As far as our sight is concerned it does not matter if the dot of light is a single star a hundred light years away or a huge galaxy a hundred thousand light-years away, if the intensity of the light when it reaches the Earth is the same. It is still a dot of light of certain intensity arriving on a retina of very small area.

What distance does affect is the perspective - the optical illusion that seems to shrink objects with distance until eventually they are too "small" to detect by the unaided eye.

If that star were to be 500 hundred light-years away, ie. 5 times as far away, the intensity of light would be 1/25 of that at 100 LY; so possibly too faint to see, but it may also be too small anyway. Even if we could we would not know by sight alone if it is a bright star a long way off or dimmer one a lot closer.

You could spot it with a telescope of 50mm aperture though, because its object-lens area is 25 times that of your 10mm aperture iris so can collect 25 times the "amount" of light. Or put another way, it catches a lot of light that would miss our eye!

It still won't tell you how far away it is. Determining astronomical distances relies on lots of extremely high-accuracy observations and formidable mathematics.
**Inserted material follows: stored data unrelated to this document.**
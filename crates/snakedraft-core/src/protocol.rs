// Wire protocol between the draft service and the messaging collaborator.
//
// Inbound messages carry choice events and commands; outbound messages carry
// boards to render, public announcements and query replies. Everything is
// JSON tagged by a top-level `type` field.

use serde::{Deserialize, Serialize};

use crate::draft::pick::Pick;
use crate::draft::session::{ChoiceEvent, RenderRequest};
use crate::draft::state::{DraftState, ParticipantId};
use crate::draft::turn::DraftStatus;
use crate::error::{DraftError, ErrorKind};

// ---------------------------------------------------------------------------
// Inbound
// ---------------------------------------------------------------------------

/// Messages received from the messaging collaborator.
#[derive(Debug, Clone, PartialEq, Serialize, Deserialize)]
#[serde(tag = "type", rename_all = "SCREAMING_SNAKE_CASE")]
pub enum InboundMessage {
    /// A participant pressed an input on a rendered board.
    Choice { payload: ChoiceEvent },
    /// A text command.
    Command { payload: Command },
}

/// Text commands understood by the draft service.
#[derive(Debug, Clone, PartialEq, Eq, Serialize, Deserialize)]
#[serde(tag = "kind", rename_all = "SCREAMING_SNAKE_CASE")]
pub enum Command {
    StartDraft {
        base_order: Vec<ParticipantId>,
        num_rounds: u32,
        #[serde(default)]
        channel: Option<String>,
    },
    EndDraft,
    SetRosterName {
        participant: ParticipantId,
        name: String,
    },
    /// Pick an item by name instead of through the board.
    Pick {
        participant: ParticipantId,
        item_name: String,
        group_label: String,
    },
    Undo {
        #[serde(default)]
        requested_by: Option<ParticipantId>,
    },
    Status,
    ShowRosters {
        #[serde(default)]
        participant: Option<ParticipantId>,
    },
    Export,
}

// ---------------------------------------------------------------------------
// Outbound
// ---------------------------------------------------------------------------

/// Messages sent to the messaging collaborator.
#[derive(Debug, Clone, PartialEq, Serialize, Deserialize)]
#[serde(tag = "type", rename_all = "SCREAMING_SNAKE_CASE")]
pub enum OutboundMessage {
    /// Replace the shown board with this one.
    Render { payload: RenderRequest },
    /// Public notice for the draft channel.
    Announcement { payload: Announcement },
    /// Private notice to the participant whose input was rejected. The board
    /// stays as it is.
    InputRejected {
        render_id: u64,
        participant: ParticipantId,
        kind: ErrorKind,
        message: String,
    },
    Status { payload: DraftStatus },
    Rosters { payload: Vec<RosterView> },
}

/// Public draft events.
#[derive(Debug, Clone, PartialEq, Serialize, Deserialize)]
#[serde(tag = "event", rename_all = "SCREAMING_SNAKE_CASE")]
pub enum Announcement {
    DraftStarted {
        draft_id: String,
        base_order: Vec<ParticipantId>,
        num_rounds: u32,
        total_picks: usize,
    },
    PickMade {
        pick: Pick,
    },
    TurnChanged {
        participant: ParticipantId,
        on_deck: Option<ParticipantId>,
        round: u32,
        slot_in_round: usize,
    },
    PickUndone {
        pick: Pick,
    },
    /// Undo was requested before any pick was made.
    NothingToUndo,
    DraftComplete {
        draft_id: String,
        total_picks: usize,
    },
    DraftEnded {
        draft_id: String,
        picks_made: usize,
    },
    RosterRenamed {
        participant: ParticipantId,
        team_name: String,
    },
    Exported {
        path: String,
    },
    Error {
        kind: ErrorKind,
        message: String,
        #[serde(default)]
        participant: Option<ParticipantId>,
    },
}

impl Announcement {
    pub fn error(err: &DraftError, participant: Option<&str>) -> Self {
        Announcement::Error {
            kind: err.kind(),
            message: err.to_string(),
            participant: participant.map(str::to_string),
        }
    }

    /// Turn announcement for whoever is now on the clock, if anyone.
    pub fn turn_changed(state: &DraftState) -> Option<Self> {
        let participant = state.current_turn()?.clone();
        Some(Announcement::TurnChanged {
            participant,
            on_deck: state.on_deck().cloned(),
            round: state.current_round(),
            slot_in_round: state.current_slot_in_round(),
        })
    }
}

/// One roster as shown to participants.
#[derive(Debug, Clone, PartialEq, Serialize, Deserialize)]
pub struct RosterView {
    pub participant: ParticipantId,
    pub team_name: String,
    pub picks: Vec<Pick>,
}

impl RosterView {
    /// Rosters in base order, optionally narrowed to one participant.
    pub fn collect(
        state: &DraftState,
        participant: Option<&str>,
    ) -> Result<Vec<RosterView>, DraftError> {
        let views: Vec<RosterView> = state
            .rosters()
            .into_iter()
            .filter(|(p, _)| participant.map_or(true, |want| p.as_str() == want))
            .map(|(p, roster)| RosterView {
                participant: p.clone(),
                team_name: roster.team_name.clone(),
                picks: roster.picks.clone(),
            })
            .collect();
        match participant {
            Some(p) if views.is_empty() => Err(DraftError::NotInDraft {
                participant: p.to_string(),
            }),
            _ => Ok(views),
        }
    }
}
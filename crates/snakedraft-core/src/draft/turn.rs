// Snake-order turn sequencing and round arithmetic.

use serde::{Deserialize, Serialize};

use super::state::{DraftState, ParticipantId};

/// Expand a base order into the full snake turn order.
///
/// Even rounds (0-indexed) run the base order forward, odd rounds run it
/// reversed, so the last picker of one round picks first in the next.
pub fn build_turn_order(base_order: &[ParticipantId], num_rounds: u32) -> Vec<ParticipantId> {
    if base_order.is_empty() {
        return Vec::new();
    }
    let mut order = Vec::with_capacity(base_order.len() * num_rounds as usize);
    for round in 0..num_rounds {
        if round % 2 == 0 {
            order.extend(base_order.iter().cloned());
        } else {
            order.extend(base_order.iter().rev().cloned());
        }
    }
    order
}

/// 1-based position of `pick_index` within its round. Returns 0 for an empty
/// base order.
pub fn pick_slot_in_round(pick_index: usize, base_len: usize) -> usize {
    if base_len == 0 {
        return 0;
    }
    (pick_index % base_len) + 1
}

/// Aggregate progress of a draft.
#[derive(Debug, Clone, PartialEq, Eq, Serialize, Deserialize)]
pub struct DraftStatus {
    pub active: bool,
    pub round: u32,
    pub num_rounds: u32,
    pub picks_made: usize,
    pub total_picks: usize,
    pub on_clock: Option<ParticipantId>,
    pub on_deck: Option<ParticipantId>,
}

impl DraftState {
    /// The participant on the clock, if the draft is active and not complete.
    pub fn current_turn(&self) -> Option<&ParticipantId> {
        self.turn_at(self.current_pick)
    }

    /// The participant picking after the one on the clock.
    pub fn on_deck(&self) -> Option<&ParticipantId> {
        self.turn_at(self.current_pick + 1)
    }

    fn turn_at(&self, index: usize) -> Option<&ParticipantId> {
        if !self.is_active {
            return None;
        }
        self.turn_order.get(index)
    }

    /// 1-based round of the pick on the clock; 0 before a draft is started.
    pub fn current_round(&self) -> u32 {
        self.round_of(self.current_pick)
    }

    pub(crate) fn round_of(&self, pick_index: usize) -> u32 {
        if self.base_order.is_empty() {
            return 0;
        }
        (pick_index / self.base_order.len()) as u32 + 1
    }

    /// 1-based slot of the pick on the clock within its round.
    pub fn current_slot_in_round(&self) -> usize {
        pick_slot_in_round(self.current_pick, self.base_order.len())
    }

    pub fn status(&self) -> DraftStatus {
        DraftStatus {
            active: self.is_active,
            round: self.current_round(),
            num_rounds: self.num_rounds,
            picks_made: self.all_picks.len(),
            total_picks: self.turn_order.len(),
            on_clock: self.current_turn().cloned(),
            on_deck: self.on_deck().cloned(),
        }
    }
}
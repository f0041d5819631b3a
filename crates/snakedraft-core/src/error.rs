// Error taxonomy for the draft engine.
//
// Every variant is a declined action: the engine leaves its state unchanged
// when it returns one of these, except `PersistenceFailure`, which reports a
// failed durability write after the in-memory change already happened.

use serde::{Deserialize, Serialize};
use thiserror::Error;

#[derive(Debug, Clone, PartialEq, Eq, Error)]
pub enum DraftError {
    #[error("no active draft")]
    DraftNotActive,

    #[error("the draft is complete")]
    DraftComplete,

    #[error("{item_name} ({group_label}) has already been drafted")]
    DuplicateSelection {
        item_name: String,
        group_label: String,
    },

    #[error("it is not {actor}'s turn")]
    WrongTurn {
        actor: String,
        on_clock: Option<String>,
    },

    #[error("selection {index} is not on the current board ({available} candidates shown)")]
    InvalidSelection { index: usize, available: usize },

    #[error("a draft needs at least 2 participants, got {count}")]
    InsufficientParticipants { count: usize },

    #[error("number of rounds must be between {min} and {max}, got {rounds}")]
    InvalidRoundCount { rounds: u32, min: u32, max: u32 },

    #[error("participant {participant} appears more than once in the draft order")]
    DuplicateParticipant { participant: String },

    #[error("no catalog item named {item_name} ({group_label})")]
    UnknownItem {
        item_name: String,
        group_label: String,
    },

    #[error("{participant} is not in this draft")]
    NotInDraft { participant: String },

    #[error("{participant} is not allowed to undo picks")]
    NotAuthorized { participant: String },

    #[error("stored draft state is invalid: {0}")]
    CorruptState(String),

    #[error("failed to persist draft state: {0}")]
    PersistenceFailure(String),
}

/// Wire-level classification of a [`DraftError`], carried in announcements.
#[derive(Debug, Clone, Copy, PartialEq, Eq, Hash, Serialize, Deserialize)]
#[serde(rename_all = "SCREAMING_SNAKE_CASE")]
pub enum ErrorKind {
    DraftNotActive,
    DraftComplete,
    DuplicateSelection,
    WrongTurn,
    InvalidSelection,
    InsufficientParticipants,
    InvalidRoundCount,
    DuplicateParticipant,
    UnknownItem,
    NotInDraft,
    NotAuthorized,
    CorruptState,
    PersistenceFailure,
}

impl DraftError {
    pub fn kind(&self) -> ErrorKind {
        match self {
            DraftError::DraftNotActive => ErrorKind::DraftNotActive,
            DraftError::DraftComplete => ErrorKind::DraftComplete,
            DraftError::DuplicateSelection { .. } => ErrorKind::DuplicateSelection,
            DraftError::WrongTurn { .. } => ErrorKind::WrongTurn,
            DraftError::InvalidSelection { .. } => ErrorKind::InvalidSelection,
            DraftError::InsufficientParticipants { .. } => ErrorKind::InsufficientParticipants,
            DraftError::InvalidRoundCount { .. } => ErrorKind::InvalidRoundCount,
            DraftError::DuplicateParticipant { .. } => ErrorKind::DuplicateParticipant,
            DraftError::UnknownItem { .. } => ErrorKind::UnknownItem,
            DraftError::NotInDraft { .. } => ErrorKind::NotInDraft,
            DraftError::NotAuthorized { .. } => ErrorKind::NotAuthorized,
            DraftError::CorruptState(_) => ErrorKind::CorruptState,
            DraftError::PersistenceFailure(_) => ErrorKind::PersistenceFailure,
        }
    }
}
[Accuracy or precision? I can never remember the difference!]
Mindful · 56-60, F
@ArishMell over my head but some of that makes sense ... it's not the distance but the brightness which may cause an inaccurate illusion/perspective of the object.... a lot like humans appearances to judge character
ArishMell · 70-79, M
@Mindful Yes, that's exactly it - and the further things are away the harder it is to judge distances between them.

I'/d not thought of human parallels - interesting point that.